The one gap: TypeScript can't infer that Post.title: string maps to PostCreateDto.title: string at compile time, because the DTO doesn't exist at compile time. This is a fundamental limitation of runtime code generation. In practice it's not a problem — the controller typings cover the external API surface, and the internal wiring is tested.
Swagger Integration
Swagger support is optional — the package checks for @nestjs/swagger at runtime via require():
function isSwaggerAvailable(): boolean {
try { require('@nestjs/swagger'); return true; }
catch { return false; }
}If available, @ApiProperty() with the correct type and metadata is applied to each DTO field. @ApiTags() and @ApiOperation() are applied to the controller. The Swagger UI reflects the full resource shape with no extra work.
Design Principles
Annotation, not inheritance: You don't extend a BaseCrudEntity or CrudController. You annotate a plain class. The framework reads the annotations and generates code around them without touching the class itself.

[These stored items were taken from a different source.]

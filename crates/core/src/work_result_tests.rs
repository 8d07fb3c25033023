// SPDX-License-Identifier: BUSL-1.1
// Copyright (c) 2026 Foreman Systems

use super::*;
use crate::test_result::{TestDetail, TestType};

fn sample_test_result() -> TestResult {
    TestResult {
        test_type: TestType::Unit,
        passed: true,
        total: 1,
        passed_count: 1,
        failed_count: 0,
        execution_time_ms: 10,
        details: vec![TestDetail {
            name: "it_works".into(),
            passed: true,
            duration_ms: 10,
            error: None,
        }],
    }
}

#[test]
fn work_result_round_trips_through_json() {
    let wr = WorkResult {
        task_id: TaskId::new("t1"),
        agent_id: "agent-1".into(),
        completion_time_ms: 123,
        code_changes: vec![CodeChange {
            file_path: "src/lib.rs".into(),
            action: ChangeAction::Create,
            content: Some("fn main() {}".into()),
            diff: None,
        }],
        test_results: sample_test_result(),
    };
    let json = serde_json::to_string(&wr).unwrap();
    let back: WorkResult = serde_json::from_str(&json).unwrap();
    assert_eq!(wr, back);
}

#[test]
fn change_action_serializes_snake_case() {
    assert_eq!(
        serde_json::to_string(&ChangeAction::Create).unwrap(),
        "\"create\""
    );
    assert_eq!(
        serde_json::to_string(&ChangeAction::Delete).unwrap(),
        "\"delete\""
    );
}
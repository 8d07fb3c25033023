// SPDX-License-Identifier: BUSL-1.1
// Copyright (c) 2026 Foreman Systems

//! Top-level daemon errors and the exit-code mapping from §6 ("Exit
//! codes: 0 = clean shutdown, 1 = unrecoverable init failure, 2 = external
//! tool unavailable").

use foreman_core::ValidationError;
use foreman_engine::ControllerError;
use foreman_queue::QueueError;

#[derive(Debug, thiserror::Error)]
pub enum DaemonError {
    #[error("invalid configuration: {0}")]
    Config(#[from] ValidationError),
    #[error("queue unavailable: {0}")]
    Queue(#[from] QueueError),
    #[error("child tool unavailable: {0}")]
    ChildUnavailable(ControllerError),
    #[error("controller error: {0}")]
    Controller(#[from] ControllerError),
    #[error("io error: {0}")]
    Io(String),
}

impl DaemonError {
    /// Wraps an initialization-time [`ControllerError`], distinguishing
    /// "the child never answered the startup ping" (exit code 2) from every
    /// other init failure (exit code 1).
    pub fn from_init(err: ControllerError) -> Self {
        match &err {
            ControllerError::ShellExec(foreman_engine::ShellExecError::CliUnavailable) => {
                DaemonError::ChildUnavailable(err)
            }
            ControllerError::Mux(foreman_engine::MuxError::ProcessUnavailable) => {
                DaemonError::ChildUnavailable(err)
            }
            _ => DaemonError::Controller(err),
        }
    }

    /// Process exit code per §6.
    pub fn exit_code(&self) -> i32 {
        match self {
            DaemonError::ChildUnavailable(_) => 2,
            _ => 1,
        }
    }
}

#[cfg(test)]
#[path = "error_tests.rs"]
mod tests;
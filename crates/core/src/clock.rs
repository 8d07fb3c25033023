// SPDX-License-Identifier: BUSL-1.1
// Copyright (c) 2026 Foreman Systems

//! Time abstraction so tests can control elapsed time without sleeping.

use parking_lot::Mutex;
use std::sync::Arc;
use std::time::{Duration, SystemTime, UNIX_EPOCH};

/// Source of wall-clock time for components that need timestamps
/// (`createdAt`, `completionTime`, metrics windows, back-off deadlines).
pub trait Clock: Clone + Send + Sync + 'static {
    /// Milliseconds since the Unix epoch.
    fn epoch_ms(&self) -> u64;
}

/// Real wall-clock time.
#[derive(Debug, Clone, Copy, Default)]
pub struct SystemClock;

impl Clock for SystemClock {
    fn epoch_ms(&self) -> u64 {
        SystemTime::now()
            .duration_since(UNIX_EPOCH)
            .unwrap_or(Duration::ZERO)
            .as_millis() as u64
    }
}

/// Controllable clock for deterministic tests.
#[derive(Debug, Clone)]
pub struct FakeClock {
    now_ms: Arc<Mutex<u64>>,
}

impl FakeClock {
    pub fn new(start_ms: u64) -> Self {
        Self {
            now_ms: Arc::new(Mutex::new(start_ms)),
        }
    }

    pub fn advance(&self, delta: Duration) {
        *self.now_ms.lock() += delta.as_millis() as u64;
    }

    pub fn set(&self, ms: u64) {
        *self.now_ms.lock() = ms;
    }
}

impl Default for FakeClock {
    fn default() -> Self {
        Self::new(0)
    }
}

impl Clock for FakeClock {
    fn epoch_ms(&self) -> u64 {
        *self.now_ms.lock()
    }
}

#[cfg(test)]
#[path = "clock_tests.rs"]
mod tests;
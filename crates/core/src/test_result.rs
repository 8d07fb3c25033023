// SPDX-License-Identifier: BUSL-1.1
// Copyright (c) 2026 Foreman Systems

//! The `TestResult` entity (§3), plus the integration-test extensions used
//! by the Boss's `runIntegrationTests`/`runBrowserTests` operations (§4.F).

use serde::{Deserialize, Serialize};

#[derive(Debug, Clone, Copy, PartialEq, Eq, Serialize, Deserialize)]
#[serde(rename_all = "snake_case")]
pub enum TestType {
    Unit,
    Integration,
}

/// One individual test's outcome, within a [`TestResult`]'s `details`.
///
/// The wire key for `duration_ms` is the abbreviated `duration` (§4.D), not
/// `durationMs`.
#[derive(Debug, Clone, PartialEq, Eq, Serialize, Deserialize)]
#[serde(rename_all = "camelCase")]
pub struct TestDetail {
    pub name: String,
    pub passed: bool,
    #[serde(rename = "duration")]
    pub duration_ms: u64,
    #[serde(default, skip_serializing_if = "Option::is_none")]
    pub error: Option<String>,
}

/// Aggregate test outcome for one execution.
///
/// Invariant (checked only at the aggregate level, not cross-checked against
/// `details`): `passed == (failed == 0 && total == passed_count)`.
///
/// The wire key for `execution_time_ms` is the abbreviated `executionTime`
/// (§4.D), not `executionTimeMs`.
#[derive(Debug, Clone, PartialEq, Eq, Serialize, Deserialize)]
#[serde(rename_all = "camelCase")]
pub struct TestResult {
    pub test_type: TestType,
    pub passed: bool,
    pub total: u32,
    pub passed_count: u32,
    pub failed_count: u32,
    #[serde(rename = "executionTime")]
    pub execution_time_ms: u64,
    pub details: Vec<TestDetail>,
}

impl TestResult {
    /// Whether the aggregate's `passed` flag is internally consistent with
    /// its own counters (not a cross-check against `details`).
    pub fn is_internally_consistent(&self) -> bool {
        self.passed == (self.failed_count == 0 && self.total == self.passed_count)
    }
}

/// Code coverage summary attached to an [`IntegrationTestResult`].
#[derive(Debug, Clone, Copy, PartialEq, Serialize, Deserialize)]
pub struct CoverageReport {
    pub lines_pct: f64,
    pub branches_pct: f64,
    pub functions_pct: f64,
}

/// Optional performance metrics captured during integration testing.
#[derive(Debug, Clone, Copy, PartialEq, Serialize, Deserialize)]
pub struct PerformanceMetrics {
    pub p50_ms: f64,
    pub p95_ms: f64,
    pub p99_ms: f64,
}

/// One scenario run via a headless-browser test pass.
#[derive(Debug, Clone, PartialEq, Eq, Serialize, Deserialize)]
pub struct BrowserTestResult {
    pub scenario: String,
    pub passed: bool,
    #[serde(default, skip_serializing_if = "Option::is_none")]
    pub screenshot_path: Option<String>,
    #[serde(default, skip_serializing_if = "Option::is_none")]
    pub error: Option<String>,
}

/// What kind of integration run produced an [`IntegrationTestResult`].
#[derive(Debug, Clone, Copy, PartialEq, Eq, Serialize, Deserialize)]
#[serde(rename_all = "snake_case")]
pub enum IntegrationTestKind {
    Backend,
    Frontend,
    Full,
}

/// Extended [`TestResult`] returned by `Boss::run_integration_tests` (§4.F).
#[derive(Debug, Clone, PartialEq, Serialize, Deserialize)]
pub struct IntegrationTestResult {
    pub base: TestResult,
    pub kind: IntegrationTestKind,
    pub coverage: Option<CoverageReport>,
    pub performance_metrics: Option<PerformanceMetrics>,
    pub browser_test_results: Option<Vec<BrowserTestResult>>,
}

#[cfg(test)]
#[path = "test_result_tests.rs"]
mod tests;
// SPDX-License-Identifier: BUSL-1.1
// Copyright (c) 2026 Foreman Systems

//! Which controller (§4.F / §4.G) a `foremand` process drives.

use std::fmt;
use std::str::FromStr;

/// Selects whether this daemon process runs a [`foreman_engine::BossController`]
/// or a [`foreman_engine::SubordinateController`] loop.
#[derive(Debug, Clone, PartialEq, Eq)]
pub enum DaemonRole {
    /// Decomposes one instruction into a task graph, enqueues it, and then
    /// reviews Subordinate results as they land in the result side-channel.
    Boss { instruction: String },
    /// Pulls tasks from the queue and drives them to completion.
    Subordinate,
}

impl DaemonRole {
    pub fn label(&self) -> &'static str {
        match self {
            DaemonRole::Boss { .. } => "boss",
            DaemonRole::Subordinate => "subordinate",
        }
    }
}

impl fmt::Display for DaemonRole {
    fn fmt(&self, f: &mut fmt::Formatter<'_>) -> fmt::Result {
        write!(f, "{}", self.label())
    }
}

#[derive(Debug, Clone, thiserror::Error)]
#[error("unknown daemon role `{0}`, expected `boss` or `subordinate`")]
pub struct ParseRoleError(pub String);

/// Parses the bare role name (`"boss"` or `"subordinate"`), without an
/// instruction — callers needing a Boss's instruction text supply it
/// separately (§4.F only has one per process).
impl FromStr for DaemonRole {
    type Err = ParseRoleError;

    fn from_str(s: &str) -> Result<Self, Self::Err> {
        match s {
            "boss" => Ok(DaemonRole::Boss { instruction: String::new() }),
            "subordinate" => Ok(DaemonRole::Subordinate),
            other => Err(ParseRoleError(other.to_string())),
        }
    }
}

#[cfg(test)]
#[path = "role_tests.rs"]
mod tests;
// SPDX-License-Identifier: BUSL-1.1
// Copyright (c) 2026 Foreman Systems

//! In-memory [`TaskQueue`] double for engine/controller tests — same
//! priority-plus-dependency-gating semantics as [`crate::redis_queue::RedisTaskQueue`]
//! without a Redis instance.

use crate::error::QueueError;
use crate::queue::{AddTaskOptions, QueueStats, TaskQueue};
use async_trait::async_trait;
use foreman_core::{
    Clock, IdGen, JobId, JobState, QueueJob, Task, TaskId, TaskStatus, WorkResult,
};
use parking_lot::Mutex;
use std::collections::HashMap;

struct Inner {
    jobs: HashMap<String, QueueJob>,
    task_to_job: HashMap<String, String>,
    task_status: HashMap<String, TaskStatus>,
    results: HashMap<String, WorkResult>,
}

/// Deterministic, clock-driven in-memory stand-in for the durable queue.
pub struct FakeTaskQueue<I: IdGen, C: Clock> {
    inner: Mutex<Inner>,
    id_gen: I,
    clock: C,
    default_attempts: u32,
    retry_base_delay_ms: u64,
}

impl<I: IdGen, C: Clock> FakeTaskQueue<I, C> {
    pub fn new(id_gen: I, clock: C) -> Self {
        Self {
            inner: Mutex::new(Inner {
                jobs: HashMap::new(),
                task_to_job: HashMap::new(),
                task_status: HashMap::new(),
                results: HashMap::new(),
            }),
            id_gen,
            clock,
            default_attempts: 3,
            retry_base_delay_ms: 1_000,
        }
    }

    pub fn with_retry_policy(mut self, default_attempts: u32, retry_base_delay_ms: u64) -> Self {
        self.default_attempts = default_attempts;
        self.retry_base_delay_ms = retry_base_delay_ms;
        self
    }

    /// Snapshot every persisted job, sorted by insertion for deterministic
    /// assertions in tests.
    pub fn snapshot(&self) -> Vec<QueueJob> {
        let inner = self.inner.lock();
        let mut jobs: Vec<_> = inner.jobs.values().cloned().collect();
        jobs.sort_by_key(|j| j.enqueued_at_ms);
        jobs
    }

    pub fn result_for(&self, task_id: &TaskId) -> Option<WorkResult> {
        self.inner.lock().results.get(task_id.as_str()).cloned()
    }
}

#[async_trait]
impl<I: IdGen, C: Clock> TaskQueue for FakeTaskQueue<I, C> {
    async fn add_task(&self, task: Task, opts: AddTaskOptions) -> Result<JobId, QueueError> {
        let now = self.clock.epoch_ms();
        let job_id = JobId::new(self.id_gen.next());
        let max_attempts = opts.attempts.unwrap_or(self.default_attempts);
        let mut job = QueueJob::new(job_id.clone(), task.clone(), max_attempts, now);

        if opts.delay_ms > 0 {
            job.state = JobState::Delayed;
            job.ready_at_ms = now + opts.delay_ms;
        } else {
            job.state = JobState::Waiting;
        }

        let mut inner = self.inner.lock();
        inner
            .task_to_job
            .insert(task.id.as_str().to_string(), job_id.as_str().to_string());
        inner
            .task_status
            .insert(task.id.as_str().to_string(), TaskStatus::Pending);
        inner.jobs.insert(job_id.as_str().to_string(), job);
        Ok(job_id)
    }

    async fn get_next_task(&self, agent_id: &str) -> Result<Option<Task>, QueueError> {
        let now = self.clock.epoch_ms();
        let mut inner = self.inner.lock();

        for job in inner.jobs.values_mut() {
            if job.state == JobState::Delayed && now >= job.ready_at_ms {
                job.state = JobState::Waiting;
            }
        }

        let task_status = inner.task_status.clone();
        let mut ready: Vec<&mut QueueJob> = inner
            .jobs
            .values_mut()
            .filter(|job| {
                job.state == JobState::Waiting
                    && job
                        .assigned_to
                        .as_deref()
                        .is_none_or(|owner| owner == agent_id)
                    && job
                        .task
                        .dependencies
                        .iter()
                        .all(|dep| task_status.get(dep.as_str()) == Some(&TaskStatus::Completed))
            })
            .collect();

        ready.sort_by(|a, b| {
            b.queue_priority
                .cmp(&a.queue_priority)
                .then(a.enqueued_at_ms.cmp(&b.enqueued_at_ms))
        });

        let Some(job) = ready.into_iter().next() else {
            return Ok(None);
        };

        job.state = JobState::Active;
        job.assigned_to = Some(agent_id.to_string());
        job.attempts += 1;
        job.active_since_ms = Some(now);
        job.task.assign(agent_id);

        let task = job.task.clone();
        inner
            .task_status
            .insert(task.id.as_str().to_string(), TaskStatus::InProgress);
        Ok(Some(task))
    }

    async fn complete_task(&self, task_id: &TaskId, result: WorkResult) -> Result<(), QueueError> {
        if &result.task_id != task_id {
            return Err(QueueError::ResultMismatch {
                expected: task_id.as_str().to_string(),
                got: result.task_id.as_str().to_string(),
            });
        }

        let mut inner = self.inner.lock();
        let job_id = inner
            .task_to_job
            .get(task_id.as_str())
            .cloned()
            .ok_or_else(|| QueueError::NotFound(task_id.as_str().to_string()))?;
        let job = inner
            .jobs
            .get_mut(&job_id)
            .ok_or_else(|| QueueError::NotFound(job_id.clone()))?;

        if job.state != JobState::Active {
            return Err(QueueError::NotActive(task_id.as_str().to_string()));
        }

        job.state = JobState::Completed;
        job.task.status = TaskStatus::Completed;
        inner
            .task_status
            .insert(task_id.as_str().to_string(), TaskStatus::Completed);
        inner.results.insert(task_id.as_str().to_string(), result);
        Ok(())
    }

    async fn fail_task(&self, task_id: &TaskId, error: &str) -> Result<(), QueueError> {
        let now = self.clock.epoch_ms();
        let mut inner = self.inner.lock();
        let job_id = inner
            .task_to_job
            .get(task_id.as_str())
            .cloned()
            .ok_or_else(|| QueueError::NotFound(task_id.as_str().to_string()))?;
        let retry_base_delay_ms = self.retry_base_delay_ms;
        let job = inner
            .jobs
            .get_mut(&job_id)
            .ok_or_else(|| QueueError::NotFound(job_id.clone()))?;

        if job.state != JobState::Active {
            return Err(QueueError::NotActive(task_id.as_str().to_string()));
        }

        let terminal = job.attempts >= job.max_attempts;
        if terminal {
            job.state = JobState::Failed;
            job.task.status = TaskStatus::Failed;
            inner
                .task_status
                .insert(task_id.as_str().to_string(), TaskStatus::Failed);
        } else {
            let backoff = retry_base_delay_ms * 2u64.pow(job.attempts);
            job.ready_at_ms = now + backoff;
            job.state = JobState::Delayed;
            job.assigned_to = None;
            job.task.assigned_to = None;
            job.task.status = TaskStatus::Pending;
            inner
                .task_status
                .insert(task_id.as_str().to_string(), TaskStatus::Pending);
        }
        tracing::warn!(task_id = %task_id, error, terminal, "job:failed");
        Ok(())
    }

    async fn submit_result(&self, result: WorkResult) -> Result<(), QueueError> {
        self.inner
            .lock()
            .results
            .insert(result.task_id.as_str().to_string(), result);
        Ok(())
    }

    async fn remove_task(&self, job_id: &JobId) -> Result<bool, QueueError> {
        let mut inner = self.inner.lock();
        let removed = inner.jobs.remove(job_id.as_str()).is_some();
        inner.task_to_job.retain(|_, v| v != job_id.as_str());
        Ok(removed)
    }

    async fn get_stats(&self) -> Result<QueueStats, QueueError> {
        let inner = self.inner.lock();
        let mut stats = QueueStats::default();
        for job in inner.jobs.values() {
            match job.state {
                JobState::Waiting => stats.waiting += 1,
                JobState::Delayed => stats.delayed += 1,
                JobState::Active => stats.active += 1,
                JobState::Completed => stats.completed += 1,
                JobState::Failed => stats.failed += 1,
            }
        }
        Ok(stats)
    }

    async fn get_all_tasks(&self) -> Result<Vec<QueueJob>, QueueError> {
        Ok(self.snapshot())
    }

    async fn cleanup(&self, max_age_ms: u64) -> Result<u64, QueueError> {
        let now = self.clock.epoch_ms();
        let mut inner = self.inner.lock();
        let stale: Vec<String> = inner
            .jobs
            .values()
            .filter(|job| {
                matches!(job.state, JobState::Completed | JobState::Failed)
                    && now.saturating_sub(job.enqueued_at_ms) > max_age_ms
            })
            .map(|job| job.id.as_str().to_string())
            .collect();
        for job_id in &stale {
            inner.jobs.remove(job_id);
        }
        Ok(stale.len() as u64)
    }

    async fn get_result(&self, task_id: &TaskId) -> Result<Option<WorkResult>, QueueError> {
        Ok(self.result_for(task_id))
    }

    async fn reclaim_stalled(&self, stall_interval_ms: u64) -> Result<u64, QueueError> {
        let now = self.clock.epoch_ms();
        let mut inner = self.inner.lock();
        let stalled: Vec<String> = inner
            .jobs
            .values()
            .filter(|job| {
                job.state == JobState::Active
                    && job
                        .active_since_ms
                        .is_some_and(|since| now.saturating_sub(since) > stall_interval_ms)
            })
            .map(|job| job.id.as_str().to_string())
            .collect();

        for job_id in &stalled {
            let Some(job) = inner.jobs.get_mut(job_id) else { continue };
            job.attempts += 1;
            let task_id = job.task.id.as_str().to_string();
            if job.attempts >= job.max_attempts {
                job.state = JobState::Failed;
                job.task.status = TaskStatus::Failed;
                inner.task_status.insert(task_id, TaskStatus::Failed);
            } else {
                job.state = JobState::Waiting;
                job.assigned_to = None;
                job.task.assigned_to = None;
                job.task.status = TaskStatus::Pending;
                job.active_since_ms = None;
                inner.task_status.insert(task_id, TaskStatus::Pending);
            }
        }
        if !stalled.is_empty() {
            tracing::warn!(count = stalled.len(), stall_interval_ms, "jobs:reclaimed_stalled");
        }
        Ok(stalled.len() as u64)
    }

    async fn close(&self) -> Result<(), QueueError> {
        Ok(())
    }
}

#[cfg(test)]
#[path = "fake_tests.rs"]
mod tests;
// SPDX-License-Identifier: BUSL-1.1
// Copyright (c) 2026 Foreman Systems

//! Black-box end-to-end checks against the compiled `foreman` and
//! `foremand` binaries (§8 concrete scenarios, operator-surface slice).
//!
//! These deliberately avoid touching a live Redis instance or spawning a
//! real child tool — the pipeline-level scenarios (decompose → enqueue →
//! execute → review) are covered in-process against fakes in
//! `foreman-engine`'s `boss_tests`/`subordinate_tests`. What's left to
//! verify here is the operator surface itself: argument parsing, help
//! text, and exit codes for the cases that don't require external state.

use assert_cmd::Command;

#[test]
fn foreman_help_lists_operator_subcommands() {
    let mut cmd = Command::cargo_bin("foreman").unwrap();
    let output = cmd.arg("--help").assert().success();
    let stdout = String::from_utf8(output.get_output().stdout.clone()).unwrap();
    for sub in ["submit", "status", "queue", "cancel"] {
        assert!(stdout.contains(sub), "help text missing `{sub}`: {stdout}");
    }
}

#[test]
fn foreman_cancel_without_job_id_is_a_clap_usage_error() {
    let mut cmd = Command::cargo_bin("foreman").unwrap();
    cmd.arg("cancel").assert().failure().code(2);
}

#[test]
fn foreman_unknown_subcommand_is_a_clap_usage_error() {
    let mut cmd = Command::cargo_bin("foreman").unwrap();
    cmd.arg("frobnicate").assert().failure().code(2);
}

#[test]
fn foremand_without_a_role_fails_with_exit_code_one() {
    let mut cmd = Command::cargo_bin("foremand").unwrap();
    cmd.assert().failure().code(1);
}

#[test]
fn foremand_rejects_an_unknown_role() {
    let mut cmd = Command::cargo_bin("foremand").unwrap();
    let assert = cmd.arg("manager").assert().failure().code(1);
    let stderr = String::from_utf8(assert.get_output().stderr.clone()).unwrap();
    assert!(stderr.contains("unknown role"), "unexpected stderr: {stderr}");
}

#[test]
fn foremand_config_requires_a_path() {
    let mut cmd = Command::cargo_bin("foremand").unwrap();
    cmd.args(["subordinate", "--config"]).assert().failure().code(1);
}
// SPDX-License-Identifier: BUSL-1.1
// Copyright (c) 2026 Foreman Systems

//! `QueueJob` (§3): the durable wrapper the queue persists around a [`Task`].

use crate::task::{QueuePriority, Task, TaskId};
use serde::{Deserialize, Serialize};

crate::define_id! {
    /// Unique identifier for a persisted queue job (distinct from the task
    /// it wraps — a task could in principle be re-enqueued under a new job).
    pub struct JobId;
}

/// Which durable list a [`QueueJob`] currently lives in. At any instant a
/// job is a member of exactly one state (§8 universal invariant).
#[derive(Debug, Clone, Copy, PartialEq, Eq, Serialize, Deserialize)]
#[serde(rename_all = "snake_case")]
pub enum JobState {
    Waiting,
    Active,
    Completed,
    Failed,
    Delayed,
}

/// Durable queue entry wrapping a [`Task`] with retry/assignment bookkeeping.
#[derive(Debug, Clone, Serialize, Deserialize)]
pub struct QueueJob {
    pub id: JobId,
    pub task: Task,
    pub queue_priority: QueuePriority,
    pub state: JobState,
    pub attempts: u32,
    pub max_attempts: u32,
    pub assigned_to: Option<String>,
    pub enqueued_at_ms: u64,
    /// Not ready until this epoch-ms (delay hint / exponential back-off).
    pub ready_at_ms: u64,
    /// Set when the job transitions to `Active`; used to detect worker
    /// stalls (`now - active_since_ms > stall_interval`).
    pub active_since_ms: Option<u64>,
}

impl QueueJob {
    pub fn new(id: impl Into<JobId>, task: Task, max_attempts: u32, enqueued_at_ms: u64) -> Self {
        let queue_priority = task.queue_priority();
        Self {
            id: id.into(),
            task,
            queue_priority,
            state: JobState::Waiting,
            attempts: 0,
            max_attempts,
            assigned_to: None,
            enqueued_at_ms,
            ready_at_ms: enqueued_at_ms,
            active_since_ms: None,
        }
    }

    pub fn task_id(&self) -> &TaskId {
        &self.task.id
    }

    pub fn is_ready(&self, now_ms: u64) -> bool {
        matches!(self.state, JobState::Waiting) && now_ms >= self.ready_at_ms
    }
}

#[cfg(test)]
#[path = "queue_job_tests.rs"]
mod tests;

Zero lock-in on the entity: The @Resource/@Col decorators live in @faster-crud/core, which has no NestJS or ORM dependencies. Your entity class can be used outside the CRUD framework, passed to other systems, or migrated to a different adapter without changing the annotations.
ORM adapters are thin: Each ORM adapter (@faster-crud/typeorm, @faster-crud/prisma, etc.) is a small package that implements IResourceService<T> using the native ORM API. They don't re-invent query building — they delegate to what the ORM already does well.
Graceful degradation: class-validator and @nestjs/swagger are optional peer dependencies. The framework works without them — you just don't get automatic validation or Swagger docs. No crashes, no configuration required.